The game's instruction manual specifically addresses the player as a newly hired EuroCorp executive; however, they can choose to control agents from either EuroCorp (to suppress uprisings resulting from the virus outbreak) or the Church of the New Epoch (to seize power from EuroCorp).

The game ends with a battle for control of ionosphere calibration equipment on the moon, which the Church's leaders intend to use in eliminating life on Earth; however (regardless of which faction the player chooses to play as), the leaders are eliminated before this plan can be executed.

=== Syndicate (2012) ===
The plot of the later Syndicate game renames the CHIP technology to the "DART chip", and introduces the concept of the "unchipped", a proportion of the world's population who declined the use of this technology. The game is set in the year 2069 (prior to the original games), at which point, EuroCorp is already an established global megacorporation.

The main story focuses on a specific agent, named Miles Kilo. Kilo uncovers a plot from a rival corporation, Aspari, to begin a war against EuroCorp, before discovering that EuroCorp killed his family, abducted him as a baby and modified his memory. The game ends with the apparent downfall of EuroCorp.

== Gameplay ==
Gameplay for the original Syndicate games involved ordering a team of four cyborg agents around gritty cyberpunk-themed cities, in pursuit of mission goals, such as assassinating executives of a rival syndicate, rescuing captured allies, "persuading" civilians and scientists to join the corporation/church, demolishing buildings, or killing enemy agents. Unlike some games, which either punish the player for civilian deaths or reward them for violent actions committed, Syndicate remains indifferent. The player must collect funds to finance the research and development of new weaponry and cyborg upgrades, such as by taxing conquered territories (in the original game) or robbing banks (in Syndicate Wars).

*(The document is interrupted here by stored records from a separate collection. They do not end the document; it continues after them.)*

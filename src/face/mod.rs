//! Discrete-state expression control for the eye pair.
//!
//! The controller mirrors the axis-controller pattern over an enumerated
//! state space: each eye tracks `current`, `target`, and `last_manual`; an
//! idle scheduler injects random expressions while automatic mode is
//! enabled; and a per-cycle reconciliation decides between the synchronized
//! dual-eye transition and independent single-eye ones.
//!
//! Exactly one authority renders an eye per cycle:
//!
//! 1. an in-flight [`Sweep`] covering the eye,
//! 2. else the blink cadence, while the eye's target is [`EyeExpression::Blink`],
//! 3. else the per-family reconciler.
//!
//! Blink never uses the easing engine: it toggles the eye between open and
//! closed with immediate draws, alternating a long open interval with a
//! short forced-closed one.

pub mod render;
pub mod sweep;

use log::{debug, info};
use rand::Rng;
use rand::rngs::SmallRng;
use serde::Serialize;

use crate::app::events::AppEvent;
use crate::app::ports::{DisplayPort, EventSink};

use sweep::{Sweep, SweepKind, SweepScope};

// ---------------------------------------------------------------------------
// State enumeration
// ---------------------------------------------------------------------------

/// Expression states for one eye.  Wire codes match the gateway protocol;
/// serializes by name into the state snapshot.
#[derive(Debug, Clone, Copy, PartialEq, Eq, Serialize)]
#[repr(u16)]
pub enum EyeExpression {
    None = 0,
    Open = 1,
    Closed = 2,
    Blink = 3,
    Focus = 4,
    Sad = 5,
    Angry = 6,
}

impl EyeExpression {
    /// Total mapping from a gateway integer code.  Unrecognized codes fall
    /// back to the inert [`EyeExpression::None`] rather than failing.
    pub fn from_code(code: u16) -> Self {
        match code {
            1 => Self::Open,
            2 => Self::Closed,
            3 => Self::Blink,
            4 => Self::Focus,
            5 => Self::Sad,
            6 => Self::Angry,
            _ => Self::None,
        }
    }

    /// The sweep family for this target, if the generic reconciliation
    /// handles it.  Blink has a dedicated cadence; None renders nothing.
    fn family(self) -> Option<SweepKind> {
        match self {
            Self::Open => Some(SweepKind::Open),
            Self::Closed => Some(SweepKind::Close),
            Self::Focus => Some(SweepKind::Focus),
            Self::Sad => Some(SweepKind::Sad),
            Self::Angry => Some(SweepKind::Angry),
            Self::Blink | Self::None => None,
        }
    }
}

/// Physical eye identity.
#[derive(Debug, Clone, Copy, PartialEq, Eq)]
pub enum EyeSide {
    Left,
    Right,
}

/// Addressing for expression commands.
#[derive(Debug, Clone, Copy, PartialEq, Eq)]
pub enum EyeScope {
    Both,
    Left,
    Right,
}

impl EyeScope {
    fn covers(self, side: EyeSide) -> bool {
        match self {
            Self::Both => true,
            Self::Left => side == EyeSide::Left,
            Self::Right => side == EyeSide::Right,
        }
    }
}

// ---------------------------------------------------------------------------
// Controller
// ---------------------------------------------------------------------------

#[derive(Debug, Clone, Copy)]
struct EyeChannel {
    current: EyeExpression,
    target: EyeExpression,
    last_manual: EyeExpression,
}

impl EyeChannel {
    fn new() -> Self {
        Self {
            current: EyeExpression::Open,
            target: EyeExpression::Open,
            last_manual: EyeExpression::Open,
        }
    }
}

/// Timing constants for the blink cadence and the idle scheduler.
const BLINK_CLOSED_MS: u64 = 100;
const BLINK_OPEN_MIN_MS: u64 = 3000;
const BLINK_OPEN_MAX_MS: u64 = 7000;
const IDLE_MIN_SECS: u64 = 5;
const IDLE_MAX_SECS: u64 = 10;

/// The expression controller for the eye pair.
pub struct ExpressionController {
    left: EyeChannel,
    right: EyeChannel,
    automatic: bool,

    /// Idle trigger: duration 0 = needs (re)scheduling.
    idle_armed_at: u64,
    idle_duration_ms: u64,

    /// Shared blink cadence.
    blink_engaged: bool,
    blink_last_toggle: u64,
    blink_interval_ms: u64,
    blink_closed: bool,

    /// At most one sweep per eye; a dual sweep occupies both.
    dual: Option<Sweep>,
    left_sweep: Option<Sweep>,
    right_sweep: Option<Sweep>,

    eye_color: u16,
    sweep_step_ms: u64,
    rng: SmallRng,
}

impl ExpressionController {
    pub fn new(eye_color: u16, sweep_step_ms: u64, rng: SmallRng) -> Self {
        Self {
            left: EyeChannel::new(),
            right: EyeChannel::new(),
            automatic: true,
            idle_armed_at: 0,
            idle_duration_ms: 0,
            blink_engaged: false,
            blink_last_toggle: 0,
            blink_interval_ms: BLINK_OPEN_MAX_MS,
            blink_closed: false,
            dual: None,
            left_sweep: None,
            right_sweep: None,
            eye_color,
            sweep_step_ms,
            rng,
        }
    }

    // ── Commands ──────────────────────────────────────────────

    /// Manual expression command.  Updates `target` *and* `last_manual` for
    /// the addressed eye(s) and postpones the next automatic change.
    pub fn set_eyes(&mut self, scope: EyeScope, state: EyeExpression, now_ms: u64) {
        let mut changed = false;
        for side in [EyeSide::Left, EyeSide::Right] {
            if !scope.covers(side) {
                continue;
            }
            let eye = self.channel_mut(side);
            if eye.target != state {
                eye.target = state;
                changed = true;
            }
            eye.last_manual = state;
        }
        if changed {
            info!("face: manual {scope:?} -> {state:?}");
        }
        // Manual commands always push the idle trigger out, even when the
        // target did not change.
        self.idle_armed_at = now_ms;
        self.idle_duration_ms = 0;
    }

    /// Enable or disable autonomous expression changes.  Disabling restores
    /// each eye's target to the last manually selected state.
    pub fn set_automatic(&mut self, enabled: bool) {
        self.automatic = enabled;
        if !enabled {
            self.left.target = self.left.last_manual;
            self.right.target = self.right.last_manual;
            info!(
                "face: automatic off, restoring {:?}/{:?}",
                self.left.target, self.right.target
            );
        }
    }

    pub fn automatic(&self) -> bool {
        self.automatic
    }

    pub fn current(&self, side: EyeSide) -> EyeExpression {
        self.channel(side).current
    }

    pub fn target(&self, side: EyeSide) -> EyeExpression {
        self.channel(side).target
    }

    // ── Per-cycle advance ─────────────────────────────────────

    pub fn tick<D: DisplayPort, E: EventSink>(
        &mut self,
        now_ms: u64,
        display: &mut D,
        sink: &mut E,
    ) {
        if self.automatic {
            self.run_idle(now_ms, sink);
        }

        self.advance_sweeps(now_ms, display);
        self.run_blink(now_ms, display);
        self.reconcile(now_ms, display, sink);
    }

    /// Idle scheduler: on interval expiry pick a random non-None state and
    /// apply it to both eyes through the target path.  `last_manual` is left
    /// alone so disabling automatic mode restores the operator's choice.
    fn run_idle<E: EventSink>(&mut self, now_ms: u64, sink: &mut E) {
        if self.idle_duration_ms == 0 {
            self.idle_armed_at = now_ms;
            self.idle_duration_ms = self.rng.gen_range(IDLE_MIN_SECS..=IDLE_MAX_SECS) * 1000;
            return;
        }
        if now_ms > self.idle_armed_at + self.idle_duration_ms {
            self.idle_armed_at = now_ms;
            self.idle_duration_ms = self.rng.gen_range(IDLE_MIN_SECS..=IDLE_MAX_SECS) * 1000;

            let state = EyeExpression::from_code(self.rng.gen_range(1..=6));
            debug!("face: idle expression {state:?}");
            self.left.target = state;
            self.right.target = state;
            sink.emit(&AppEvent::IdleExpression(state));
        }
    }

    fn advance_sweeps<D: DisplayPort>(&mut self, now_ms: u64, display: &mut D) {
        if let Some(sweep) = self.dual.as_mut() {
            if sweep.tick(now_ms, display) {
                let state = sweep.kind().finish_state();
                self.left.current = state;
                self.right.current = state;
                self.dual = None;
            }
        }
        if let Some(sweep) = self.left_sweep.as_mut() {
            if sweep.tick(now_ms, display) {
                self.left.current = sweep.kind().finish_state();
                self.left_sweep = None;
            }
        }
        if let Some(sweep) = self.right_sweep.as_mut() {
            if sweep.tick(now_ms, display) {
                self.right.current = sweep.kind().finish_state();
                self.right_sweep = None;
            }
        }
    }

    /// Blink cadence: owns every eye whose target is Blink and which no
    /// sweep covers.  Toggles between a long open phase and a 100ms forced
    /// closed pulse with immediate draws.
    fn run_blink<D: DisplayPort>(&mut self, now_ms: u64, display: &mut D) {
        let owned: Vec<EyeSide> = [EyeSide::Left, EyeSide::Right]
            .into_iter()
            .filter(|&side| {
                self.channel(side).target == EyeExpression::Blink && !self.sweep_covers(side)
            })
            .collect();
        if owned.is_empty() {
            self.blink_engaged = false;
            return;
        }

        // A fresh Blink target reopens the eye right away; the long open
        // phase runs from there instead of inheriting a stale toggle time.
        if !self.blink_engaged {
            self.blink_engaged = true;
            self.blink_closed = false;
            self.blink_last_toggle = now_ms;
            self.blink_interval_ms = self.rng.gen_range(BLINK_OPEN_MIN_MS..=BLINK_OPEN_MAX_MS);
            for side in owned {
                render::draw_open(display, side, self.eye_color);
                self.channel_mut(side).current = EyeExpression::Open;
            }
            return;
        }

        if now_ms.saturating_sub(self.blink_last_toggle) <= self.blink_interval_ms {
            return;
        }
        self.blink_last_toggle = now_ms;
        self.blink_closed = !self.blink_closed;
        self.blink_interval_ms = if self.blink_closed {
            BLINK_CLOSED_MS
        } else {
            self.rng.gen_range(BLINK_OPEN_MIN_MS..=BLINK_OPEN_MAX_MS)
        };

        for side in owned {
            if self.blink_closed {
                render::draw_closed(display, side);
                self.channel_mut(side).current = EyeExpression::Closed;
            } else {
                render::draw_open(display, side, self.eye_color);
                self.channel_mut(side).current = EyeExpression::Open;
            }
        }
    }

    /// Per-family reconciliation: an eye needs a transition when its target
    /// is in the family and its current state is not.  Both eyes needing it
    /// in the same cycle run the synchronized dual animation; otherwise each
    /// runs independently.
    fn reconcile<D: DisplayPort, E: EventSink>(
        &mut self,
        now_ms: u64,
        display: &mut D,
        sink: &mut E,
    ) {
        for kind in [
            SweepKind::Open,
            SweepKind::Close,
            SweepKind::Focus,
            SweepKind::Sad,
            SweepKind::Angry,
        ] {
            let state = kind.finish_state();
            let need_left = self.needs_transition(EyeSide::Left, state);
            let need_right = self.needs_transition(EyeSide::Right, state);

            if need_left && need_right {
                self.dual = Some(Sweep::start(
                    kind,
                    SweepScope::Both,
                    self.eye_color,
                    self.sweep_step_ms,
                    now_ms,
                    display,
                ));
                sink.emit(&AppEvent::EyeTransition {
                    scope: EyeScope::Both,
                    state,
                });
            } else {
                if need_left {
                    self.left_sweep = Some(Sweep::start(
                        kind,
                        SweepScope::Single(EyeSide::Left),
                        self.eye_color,
                        self.sweep_step_ms,
                        now_ms,
                        display,
                    ));
                    sink.emit(&AppEvent::EyeTransition {
                        scope: EyeScope::Left,
                        state,
                    });
                }
                if need_right {
                    self.right_sweep = Some(Sweep::start(
                        kind,
                        SweepScope::Single(EyeSide::Right),
                        self.eye_color,
                        self.sweep_step_ms,
                        now_ms,
                        display,
                    ));
                    sink.emit(&AppEvent::EyeTransition {
                        scope: EyeScope::Right,
                        state,
                    });
                }
            }
        }
    }

    fn needs_transition(&self, side: EyeSide, state: EyeExpression) -> bool {
        let eye = self.channel(side);
        eye.target == state && eye.current != state && !self.sweep_covers(side)
    }

    fn sweep_covers(&self, side: EyeSide) -> bool {
        let single = match side {
            EyeSide::Left => self.left_sweep.is_some(),
            EyeSide::Right => self.right_sweep.is_some(),
        };
        single || self.dual.as_ref().is_some_and(|s| s.scope().covers(side))
    }

    fn channel(&self, side: EyeSide) -> &EyeChannel {
        match side {
            EyeSide::Left => &self.left,
            EyeSide::Right => &self.right,
        }
    }

    fn channel_mut(&mut self, side: EyeSide) -> &mut EyeChannel {
        match side {
            EyeSide::Left => &mut self.left,
            EyeSide::Right => &mut self.right,
        }
    }
}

Notable features of both original games are the use of context-sensitive background music, which changes to suit the mood of the on-screen action, and a high degree of interactivity: many objects in the first game, and nearly every object in the second game, can be destroyed. The visual aesthetic of these games borrows heavily from films such as Blade Runner.

The gameplay of the 2012 Syndicate game did not include the same real-time tactics and strategy elements as the previous games, instead following a typical first-person shooter format.